(Saved data entries)
════════

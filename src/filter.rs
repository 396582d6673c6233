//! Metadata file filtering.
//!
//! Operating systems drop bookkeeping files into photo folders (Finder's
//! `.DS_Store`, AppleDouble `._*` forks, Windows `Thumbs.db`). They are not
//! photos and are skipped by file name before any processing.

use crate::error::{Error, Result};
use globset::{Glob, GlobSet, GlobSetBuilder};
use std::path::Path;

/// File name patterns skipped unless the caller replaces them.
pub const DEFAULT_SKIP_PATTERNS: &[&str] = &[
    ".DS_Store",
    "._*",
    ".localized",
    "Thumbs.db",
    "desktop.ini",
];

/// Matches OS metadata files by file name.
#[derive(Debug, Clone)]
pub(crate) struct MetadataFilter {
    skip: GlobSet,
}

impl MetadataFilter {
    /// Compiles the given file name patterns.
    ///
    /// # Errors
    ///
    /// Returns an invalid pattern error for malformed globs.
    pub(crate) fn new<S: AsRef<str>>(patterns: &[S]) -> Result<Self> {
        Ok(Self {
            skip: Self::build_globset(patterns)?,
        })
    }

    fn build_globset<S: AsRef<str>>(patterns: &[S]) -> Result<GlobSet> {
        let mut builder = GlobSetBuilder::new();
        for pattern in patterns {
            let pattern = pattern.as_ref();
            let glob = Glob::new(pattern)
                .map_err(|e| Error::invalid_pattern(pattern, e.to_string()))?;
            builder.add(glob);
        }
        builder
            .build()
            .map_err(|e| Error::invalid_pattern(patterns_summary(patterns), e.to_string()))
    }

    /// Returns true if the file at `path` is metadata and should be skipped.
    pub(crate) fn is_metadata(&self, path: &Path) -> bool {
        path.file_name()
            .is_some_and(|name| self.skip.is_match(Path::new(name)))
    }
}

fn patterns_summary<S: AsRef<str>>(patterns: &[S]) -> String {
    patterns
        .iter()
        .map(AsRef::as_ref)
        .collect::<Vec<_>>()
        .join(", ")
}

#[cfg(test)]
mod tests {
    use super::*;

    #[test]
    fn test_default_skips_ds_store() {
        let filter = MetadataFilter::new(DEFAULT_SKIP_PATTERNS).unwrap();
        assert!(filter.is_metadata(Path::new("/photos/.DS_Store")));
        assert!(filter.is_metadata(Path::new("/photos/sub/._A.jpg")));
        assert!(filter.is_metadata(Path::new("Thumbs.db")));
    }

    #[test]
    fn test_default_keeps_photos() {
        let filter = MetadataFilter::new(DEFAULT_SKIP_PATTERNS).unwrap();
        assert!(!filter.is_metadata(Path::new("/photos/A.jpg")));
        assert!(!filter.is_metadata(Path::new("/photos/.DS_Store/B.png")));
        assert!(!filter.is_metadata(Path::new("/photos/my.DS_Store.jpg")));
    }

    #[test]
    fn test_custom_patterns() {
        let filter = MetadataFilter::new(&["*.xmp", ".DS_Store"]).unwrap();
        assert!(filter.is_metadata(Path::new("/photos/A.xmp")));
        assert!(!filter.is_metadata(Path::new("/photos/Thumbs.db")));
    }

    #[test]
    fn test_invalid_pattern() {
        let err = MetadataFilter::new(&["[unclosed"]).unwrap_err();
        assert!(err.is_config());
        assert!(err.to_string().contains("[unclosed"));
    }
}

════════

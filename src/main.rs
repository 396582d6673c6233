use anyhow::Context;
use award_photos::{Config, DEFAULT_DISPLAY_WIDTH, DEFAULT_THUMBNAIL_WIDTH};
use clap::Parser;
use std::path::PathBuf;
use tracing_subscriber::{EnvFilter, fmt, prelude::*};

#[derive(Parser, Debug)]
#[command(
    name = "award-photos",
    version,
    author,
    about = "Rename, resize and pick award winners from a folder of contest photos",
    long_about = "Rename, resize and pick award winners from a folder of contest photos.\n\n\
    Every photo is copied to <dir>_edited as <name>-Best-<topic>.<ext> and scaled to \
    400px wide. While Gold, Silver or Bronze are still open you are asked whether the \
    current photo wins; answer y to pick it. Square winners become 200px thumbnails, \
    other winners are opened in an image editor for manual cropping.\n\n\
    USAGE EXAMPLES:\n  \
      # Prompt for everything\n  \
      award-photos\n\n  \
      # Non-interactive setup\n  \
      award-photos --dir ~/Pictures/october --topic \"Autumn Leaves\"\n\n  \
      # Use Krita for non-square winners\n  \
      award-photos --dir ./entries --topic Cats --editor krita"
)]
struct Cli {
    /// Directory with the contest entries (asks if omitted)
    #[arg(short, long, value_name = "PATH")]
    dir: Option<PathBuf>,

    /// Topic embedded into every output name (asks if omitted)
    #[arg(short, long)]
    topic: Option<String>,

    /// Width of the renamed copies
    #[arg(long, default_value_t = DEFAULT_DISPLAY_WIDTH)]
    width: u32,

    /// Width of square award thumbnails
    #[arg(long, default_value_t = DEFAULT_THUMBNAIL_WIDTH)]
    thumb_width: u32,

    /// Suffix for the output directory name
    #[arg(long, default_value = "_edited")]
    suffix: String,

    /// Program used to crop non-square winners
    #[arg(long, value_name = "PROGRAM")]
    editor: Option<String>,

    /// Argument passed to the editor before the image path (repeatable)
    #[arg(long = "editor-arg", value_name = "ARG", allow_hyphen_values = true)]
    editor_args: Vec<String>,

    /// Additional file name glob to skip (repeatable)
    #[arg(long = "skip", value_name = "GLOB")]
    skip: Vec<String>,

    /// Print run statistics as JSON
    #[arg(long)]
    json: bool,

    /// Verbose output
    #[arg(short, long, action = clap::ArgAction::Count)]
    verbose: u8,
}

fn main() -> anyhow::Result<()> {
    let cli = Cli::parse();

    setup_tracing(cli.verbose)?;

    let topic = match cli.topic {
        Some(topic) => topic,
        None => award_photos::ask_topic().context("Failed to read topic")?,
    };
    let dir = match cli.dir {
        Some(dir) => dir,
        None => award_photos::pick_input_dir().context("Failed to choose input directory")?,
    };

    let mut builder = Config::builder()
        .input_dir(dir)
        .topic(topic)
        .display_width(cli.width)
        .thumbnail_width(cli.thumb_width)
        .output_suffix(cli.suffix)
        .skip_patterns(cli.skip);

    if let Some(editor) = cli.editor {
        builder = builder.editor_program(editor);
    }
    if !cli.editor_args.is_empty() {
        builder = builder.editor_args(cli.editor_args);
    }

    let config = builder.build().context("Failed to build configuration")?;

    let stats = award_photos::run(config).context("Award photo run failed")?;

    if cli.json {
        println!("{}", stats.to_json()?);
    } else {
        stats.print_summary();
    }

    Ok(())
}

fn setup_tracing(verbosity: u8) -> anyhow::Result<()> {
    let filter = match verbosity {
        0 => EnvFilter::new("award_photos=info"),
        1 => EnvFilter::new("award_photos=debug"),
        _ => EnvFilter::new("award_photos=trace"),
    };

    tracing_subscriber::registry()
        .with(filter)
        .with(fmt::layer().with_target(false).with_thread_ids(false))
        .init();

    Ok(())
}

════════

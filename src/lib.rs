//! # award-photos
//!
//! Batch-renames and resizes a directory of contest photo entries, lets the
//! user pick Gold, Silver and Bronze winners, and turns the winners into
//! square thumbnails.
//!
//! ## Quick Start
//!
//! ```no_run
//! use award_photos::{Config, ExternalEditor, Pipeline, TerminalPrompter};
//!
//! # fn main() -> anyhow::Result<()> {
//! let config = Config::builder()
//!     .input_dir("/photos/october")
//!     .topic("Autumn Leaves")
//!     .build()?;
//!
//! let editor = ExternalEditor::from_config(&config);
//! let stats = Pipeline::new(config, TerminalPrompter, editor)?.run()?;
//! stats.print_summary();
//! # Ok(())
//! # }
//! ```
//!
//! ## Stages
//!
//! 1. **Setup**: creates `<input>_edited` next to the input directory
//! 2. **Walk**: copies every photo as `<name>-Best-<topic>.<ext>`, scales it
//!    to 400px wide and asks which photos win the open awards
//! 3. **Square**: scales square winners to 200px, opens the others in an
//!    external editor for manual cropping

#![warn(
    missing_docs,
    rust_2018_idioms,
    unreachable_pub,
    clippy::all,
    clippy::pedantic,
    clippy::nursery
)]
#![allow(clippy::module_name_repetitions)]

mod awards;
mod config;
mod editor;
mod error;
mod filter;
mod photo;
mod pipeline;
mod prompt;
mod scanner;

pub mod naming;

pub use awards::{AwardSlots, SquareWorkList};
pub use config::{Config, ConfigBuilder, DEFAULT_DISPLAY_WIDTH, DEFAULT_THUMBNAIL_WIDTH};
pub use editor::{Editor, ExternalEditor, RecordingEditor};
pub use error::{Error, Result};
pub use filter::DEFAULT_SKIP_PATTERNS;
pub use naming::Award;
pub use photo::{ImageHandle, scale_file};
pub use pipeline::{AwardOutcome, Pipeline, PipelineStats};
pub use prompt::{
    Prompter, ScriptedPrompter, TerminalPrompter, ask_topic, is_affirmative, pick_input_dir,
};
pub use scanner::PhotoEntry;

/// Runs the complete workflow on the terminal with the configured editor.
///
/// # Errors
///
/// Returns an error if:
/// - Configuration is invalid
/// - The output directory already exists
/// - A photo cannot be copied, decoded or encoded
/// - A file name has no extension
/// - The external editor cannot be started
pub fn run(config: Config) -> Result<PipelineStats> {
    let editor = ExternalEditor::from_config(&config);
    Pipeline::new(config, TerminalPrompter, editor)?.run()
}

════════

Directions for this task:
Where a line above holds the string "ExternalEditor", copy that line.

Final answer:
//! use award_photos::{Config, ExternalEditor, Pipeline, TerminalPrompter};
//! let editor = ExternalEditor::from_config(&config);
pub use editor::{Editor, ExternalEditor, RecordingEditor};
    let editor = ExternalEditor::from_config(&config);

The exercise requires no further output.